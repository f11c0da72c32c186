mod programs;

pub use programs::{ProgramCatalog, ProgramDefinition};

use std::env;
use std::fmt;
use std::net::{IpAddr, SocketAddr};
use std::path::PathBuf;

/// Distinguishes runtime behavior for different stages of the service.
#[derive(Debug, Clone, Copy, PartialEq, Eq)]
pub enum AppEnvironment {
    Development,
    Test,
    Production,
}

impl AppEnvironment {
    fn from_str(value: &str) -> Self {
        match value.trim().to_ascii_lowercase().as_str() {
            "prod" | "production" => Self::Production,
            "test" | "ci" => Self::Test,
            _ => Self::Development,
        }
    }
}

/// Top-level configuration for the admissions tracker.
#[derive(Debug, Clone)]
pub struct AppConfig {
    pub environment: AppEnvironment,
    pub server: ServerConfig,
    pub telemetry: TelemetryConfig,
    pub storage: StorageConfig,
}

impl AppConfig {
    pub fn load() -> Result<Self, ConfigError> {
        dotenvy::dotenv().ok();

        let environment = AppEnvironment::from_str(
            &env::var("APP_ENV").unwrap_or_else(|_| "development".to_string()),
        );

        let host = env::var("APP_HOST").unwrap_or_else(|_| "127.0.0.1".to_string());
        let port = env::var("APP_PORT")
            .unwrap_or_else(|_| "3000".to_string())
            .parse::<u16>()
            .map_err(|_| ConfigError::InvalidPort)?;

        let log_level = env::var("APP_LOG_LEVEL").unwrap_or_else(|_| "info".to_string());
        let log_format = match env::var("APP_LOG_FORMAT") {
            Ok(raw) => LogFormat::parse(&raw).ok_or(ConfigError::InvalidLogFormat(raw))?,
            Err(_) => LogFormat::Compact,
        };

        let data_path = env::var("ADMISSIONS_DATA_PATH")
            .map(PathBuf::from)
            .unwrap_or_else(|_| PathBuf::from("admissions.json"));
        let programs_path = env::var("ADMISSIONS_PROGRAMS")
            .ok()
            .filter(|value| !value.trim().is_empty())
            .map(PathBuf::from);

        Ok(Self {
            environment,
            server: ServerConfig { host, port },
            telemetry: TelemetryConfig {
                log_level,
                log_format,
            },
            storage: StorageConfig {
                data_path,
                programs_path,
            },
        })
    }

    /// Resolve the program catalog: the configured JSON file, or the standard four programs.
    pub fn program_catalog(&self) -> Result<ProgramCatalog, ConfigError> {
        match &self.storage.programs_path {
            Some(path) => ProgramCatalog::from_path(path),
            None => Ok(ProgramCatalog::standard()),
        }
    }
}

/// Settings controlling the HTTP server binding.
#[derive(Debug, Clone)]
pub struct ServerConfig {
    pub host: String,
    pub port: u16,
}

impl ServerConfig {
    pub fn socket_addr(&self) -> Result<SocketAddr, ConfigError> {
        if self.host.eq_ignore_ascii_case("localhost") {
            return Ok(SocketAddr::new(IpAddr::from([127, 0, 0, 1]), self.port));
        }

        let ip: IpAddr = self
            .host
            .parse()
            .map_err(|source| ConfigError::InvalidHost { source })?;

        Ok(SocketAddr::new(ip, self.port))
    }
}

/// Tracing controls.
#[derive(Debug, Clone)]
pub struct TelemetryConfig {
    pub log_level: String,
    pub log_format: LogFormat,
}

#[derive(Debug, Clone, Copy, PartialEq, Eq)]
pub enum LogFormat {
    Compact,
    Full,
}

impl LogFormat {
    fn parse(value: &str) -> Option<Self> {
        match value.trim().to_ascii_lowercase().as_str() {
            "compact" => Some(Self::Compact),
            "full" | "pretty" => Some(Self::Full),
            _ => None,
        }
    }
}

/// Where the roster snapshot and the program catalog live on disk.
#[derive(Debug, Clone)]
pub struct StorageConfig {
    pub data_path: PathBuf,
    pub programs_path: Option<PathBuf>,
}

#[derive(Debug)]
pub enum ConfigError {
    InvalidPort,
    InvalidHost {
        source: std::net::AddrParseError,
    },
    InvalidLogFormat(String),
    CatalogUnreadable {
        path: PathBuf,
        source: std::io::Error,
    },
    CatalogFormat(serde_json::Error),
    DuplicateProgram(String),
    ZeroCapacity(String),
    EmptyCatalog,
}

impl fmt::Display for ConfigError {
    fn fmt(&self, f: &mut fmt::Formatter<'_>) -> fmt::Result {
        match self {
            ConfigError::InvalidPort => write!(f, "APP_PORT must be a valid u16"),
            ConfigError::InvalidHost { .. } => {
                write!(f, "APP_HOST must parse to an IPv4 or IPv6 address")
            }
            ConfigError::InvalidLogFormat(value) => {
                write!(f, "APP_LOG_FORMAT '{value}' must be 'compact' or 'full'")
            }
            ConfigError::CatalogUnreadable { path, .. } => {
                write!(f, "unable to read program catalog {}", path.display())
            }
            ConfigError::CatalogFormat(err) => write!(f, "invalid program catalog: {err}"),
            ConfigError::DuplicateProgram(code) => {
                write!(f, "program {code} is defined more than once")
            }
            ConfigError::ZeroCapacity(code) => {
                write!(f, "program {code} must offer at least one place")
            }
            ConfigError::EmptyCatalog => write!(f, "program catalog defines no programs"),
        }
    }
}

impl std::error::Error for ConfigError {
    fn source(&self) -> Option<&(dyn std::error::Error + 'static)> {
        match self {
            ConfigError::InvalidHost { source } => Some(source),
            ConfigError::CatalogUnreadable { source, .. } => Some(source),
            ConfigError::CatalogFormat(err) => Some(err),
            ConfigError::InvalidPort
            | ConfigError::InvalidLogFormat(_)
            | ConfigError::DuplicateProgram(_)
            | ConfigError::ZeroCapacity(_)
            | ConfigError::EmptyCatalog => None,
        }
    }
}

### Your task:
Read the lines above. Gather those in which the string "SocketAddr" is found.

### Written solution:
use std::net::{IpAddr, SocketAddr};
    pub fn socket_addr(&self) -> Result<SocketAddr, ConfigError> {
            return Ok(SocketAddr::new(IpAddr::from([127, 0, 0, 1]), self.port));
        Ok(SocketAddr::new(ip, self.port))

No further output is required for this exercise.